Caracas – Batch pertama pasokan bantuan kemanusiaan darurat yang mana diberikan oleh pemerintah China untuk Venezuela tiba ke Bandar Lingkungan Internasional Simon Bolivar ke Maiquetia, dekat ibu kota Venezuela, Caracas, Awal Minggu (6/7).
Menteri Luar Negeri (Menlu) Venezuela Yvan Gil dan juga Duta Besar (Dubes) China untuk Venezuela Lan Hu menerima bantuan yang dimaksud ke bandara.

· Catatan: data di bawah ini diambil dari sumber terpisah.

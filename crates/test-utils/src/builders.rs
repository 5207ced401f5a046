#![allow(dead_code)]

use std::collections::BTreeMap;
use std::fs;
use std::os::unix::fs::PermissionsExt;
use std::path::{Path, PathBuf};
use std::sync::Arc;
use std::time::Duration;

use tempfile::TempDir;
use winepilot::config::{
    ConfigFile, EngineSection, RawConfigFile, RegistryKind, RegistryTweak, SessionSection,
    VersionConfig,
};
use winepilot::exec::TaskEngine;
use winepilot::fs::RealFileSystem;
use winepilot::runtime::{build_environment, HostEnv, RuntimeDescriptor};
use winepilot::types::{Arch, RuntimeOrigin};

/// Builder for `ConfigFile` to simplify test setup.
pub struct ConfigFileBuilder {
    config: RawConfigFile,
}

impl ConfigFileBuilder {
    pub fn new() -> Self {
        Self {
            config: RawConfigFile {
                session: SessionSection::default(),
                engine: EngineSection::default(),
                versions: BTreeMap::new(),
                tweaks: Vec::new(),
            },
        }
    }

    pub fn with_prefix(mut self, prefix: impl Into<PathBuf>) -> Self {
        self.config.session.prefix = Some(prefix.into());
        self
    }

    pub fn with_component_cache(mut self, dir: impl Into<PathBuf>) -> Self {
        self.config.session.component_cache = Some(dir.into());
        self
    }

    pub fn with_component_tool(mut self, tool: &str) -> Self {
        self.config.session.component_tool = tool.to_string();
        self
    }

    pub fn with_repair_paths(mut self, paths: &[&str]) -> Self {
        self.config.session.repair_paths = paths.iter().map(|s| s.to_string()).collect();
        self
    }

    pub fn with_version(mut self, key: &str, components: &[&str], targets: &[&str]) -> Self {
        self.config.versions.insert(
            key.to_string(),
            VersionConfig {
                runtime_version: None,
                components: components.iter().map(|s| s.to_string()).collect(),
                targets: targets.iter().map(|s| s.to_string()).collect(),
            },
        );
        self
    }

    pub fn selecting(mut self, key: &str) -> Self {
        self.config.session.version = Some(key.to_string());
        self
    }

    pub fn with_tweak(mut self, key: &str, name: &str, kind: RegistryKind, value: &str) -> Self {
        self.config.tweaks.push(RegistryTweak {
            key: key.to_string(),
            name: name.to_string(),
            kind,
            value: value.to_string(),
        });
        self
    }

    pub fn with_grace_period(mut self, grace: &str) -> Self {
        self.config.engine.grace_period = grace.to_string();
        self
    }

    pub fn with_default_timeout(mut self, timeout: &str) -> Self {
        self.config.engine.default_timeout = timeout.to_string();
        self
    }

    pub fn with_process_names(mut self, names: &[&str]) -> Self {
        self.config.engine.process_names = names.iter().map(|s| s.to_string()).collect();
        self
    }

    pub fn raw(self) -> RawConfigFile {
        self.config
    }

    pub fn build(self) -> ConfigFile {
        ConfigFile::try_from(self.config).expect("Failed to build valid config from builder")
    }
}

impl Default for ConfigFileBuilder {
    fn default() -> Self {
        Self::new()
    }
}

/// A fake runtime installation on disk.
///
/// `bin/wine` is a shell script that prints a version for `--version` and
/// echoes its arguments otherwise, so it can stand in for the real runtime
/// in end-to-end tests.
pub struct RuntimeTree {
    pub dir: TempDir,
}

impl RuntimeTree {
    pub fn new() -> Self {
        let dir = tempfile::tempdir().expect("create runtime tempdir");
        let tree = Self { dir };
        tree.script(
            "bin/wine",
            "#!/bin/sh\nif [ \"$1\" = \"--version\" ]; then echo wine-test-1.0; exit 0; fi\nprintf '%s\\n' \"wine $*\"\n",
        );
        tree.mkdir("lib64/wine/x86_64-unix");
        tree.mkdir("lib64/wine/x86_64-windows");
        tree
    }

    /// Add 32-bit support directories.
    pub fn with_wow64(self) -> Self {
        self.mkdir("lib/wine/i386-unix");
        self.mkdir("lib/wine/i386-windows");
        self
    }

    /// Add a `bin/wineserver` that exits successfully.
    pub fn with_server(self) -> Self {
        self.script("bin/wineserver", "#!/bin/sh\nexit 0\n");
        self
    }

    pub fn root(&self) -> &Path {
        self.dir.path()
    }

    pub fn wine(&self) -> PathBuf {
        self.root().join("bin/wine")
    }

    pub fn script(&self, rel: &str, body: &str) -> PathBuf {
        let path = self.root().join(rel);
        if let Some(parent) = path.parent() {
            fs::create_dir_all(parent).expect("create script dir");
        }
        fs::write(&path, body).expect("write script");
        fs::set_permissions(&path, fs::Permissions::from_mode(0o755)).expect("chmod script");
        path
    }

    pub fn mkdir(&self, rel: &str) {
        fs::create_dir_all(self.root().join(rel)).expect("create runtime dir");
    }
}

impl Default for RuntimeTree {
    fn default() -> Self {
        Self::new()
    }
}

/// Descriptor for a runtime that does not exist on disk; enough for tasks
/// whose steps name their own programs.
pub fn descriptor(arches: &[Arch]) -> RuntimeDescriptor {
    RuntimeDescriptor::new("/opt/wine/bin/wine", RuntimeOrigin::Bundled, arches.iter().copied())
}

/// A minimal host environment with `PATH` so `sh` and coreutils resolve.
pub fn minimal_host_env() -> HostEnv {
    let mut env = HostEnv::new();
    env.insert(
        "PATH".to_string(),
        std::env::var("PATH").unwrap_or_else(|_| "/usr/bin:/bin".to_string()),
    );
    env
}

/// Engine over the real filesystem with the given settings.
pub fn engine_for(
    runtime: RuntimeDescriptor,
    prefix: &Path,
    config: &ConfigFile,
) -> TaskEngine {
    let env = build_environment(&runtime, prefix, &minimal_host_env());
    TaskEngine::new(
        Arc::new(runtime),
        prefix,
        Arc::new(env),
        config.engine.clone(),
        Arc::new(RealFileSystem),
    )
}

/// Shorthand for a short grace period config used by cancellation tests.
pub fn fast_config(prefix: &Path) -> ConfigFile {
    ConfigFileBuilder::new()
        .with_prefix(prefix)
        .with_grace_period("200ms")
        .with_process_names(&["sleep"])
        .build()
}

/// Smallest PE image the header inspector accepts, for `machine`.
pub fn pe_image(machine: u16) -> Vec<u8> {
    let pe_offset: u32 = 0x80;
    let mut bytes = vec![0u8; pe_offset as usize + 24];
    bytes[0] = b'M';
    bytes[1] = b'Z';
    bytes[0x3C..0x40].copy_from_slice(&pe_offset.to_le_bytes());
    let at = pe_offset as usize;
    bytes[at..at + 4].copy_from_slice(b"PE\0\0");
    bytes[at + 4..at + 6].copy_from_slice(&machine.to_le_bytes());
    bytes
}

/// Write `pe_image(machine)` to `path`.
pub fn write_pe(path: &Path, machine: u16) {
    if let Some(parent) = path.parent() {
        fs::create_dir_all(parent).expect("create pe dir");
    }
    fs::write(path, pe_image(machine)).expect("write pe image");
}

pub const SHORT: Duration = Duration::from_millis(50);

Gil, menghadapi nama rakyat Venezuela, berterima kasih untuk pemerintah China serta para pemimpinnya dikarenakan sudah pernah memberikan pasokan bantuan tersebut, serta menyatakan China sudah pernah menyimpan komunikasi yang mana erat dengan pemerintah Venezuela sejak gempa bumi mengguncang negara Amerika Selatan tersebut.
Pasokan tersebut, yang dimaksud meliputi tenda juga generator, sangat berarti bagi warga yang dimaksud kehilangan tempat tinggal akibat bencana itu, kata Gil, seraya menambahkan bahwa bantuan itu menunjukkan kemitraan strategis segala status yang sudah terjalin lama antara kedua negara.
Gil menyebutkan komunitas Tionghoa kemudian perusahaan-perusahaan bermodal China di Venezuela sudah secara berpartisipasi mengulurkan bantuan pascabencana, bergabung di upaya penyelamatan, dan juga membantu warga yang tersebut mengungsi sejak awal terjadinya bencana.
Banyak dari momen yang dimaksud sangat menyentuh hati, ujarnya, seraya menambahkan bahwa rakyat Venezuela sudah meninjau dukungan itu, sementara rakyat Venezuela lalu komunitas Tionghoa yang mana hidup berdampingan pada tanah yang mana sebanding telah lama mendirikan persahabatan yang dimaksud mendalam.
Pada 24 Juni di malam hari waktu setempat, Venezuela diguncang gempa bumi terkuat yang dimaksud pernah melanda negara yang dimaksud pada lebih besar dari satu abad. Dua gempa dahsyat bermagnitudo ke melawan 7 mengguncang di selang waktu satu menit. Sejauh ini, gempa yang disebutkan sudah menewaskan 3.342 pemukim juga melukai 16.740 lainnya.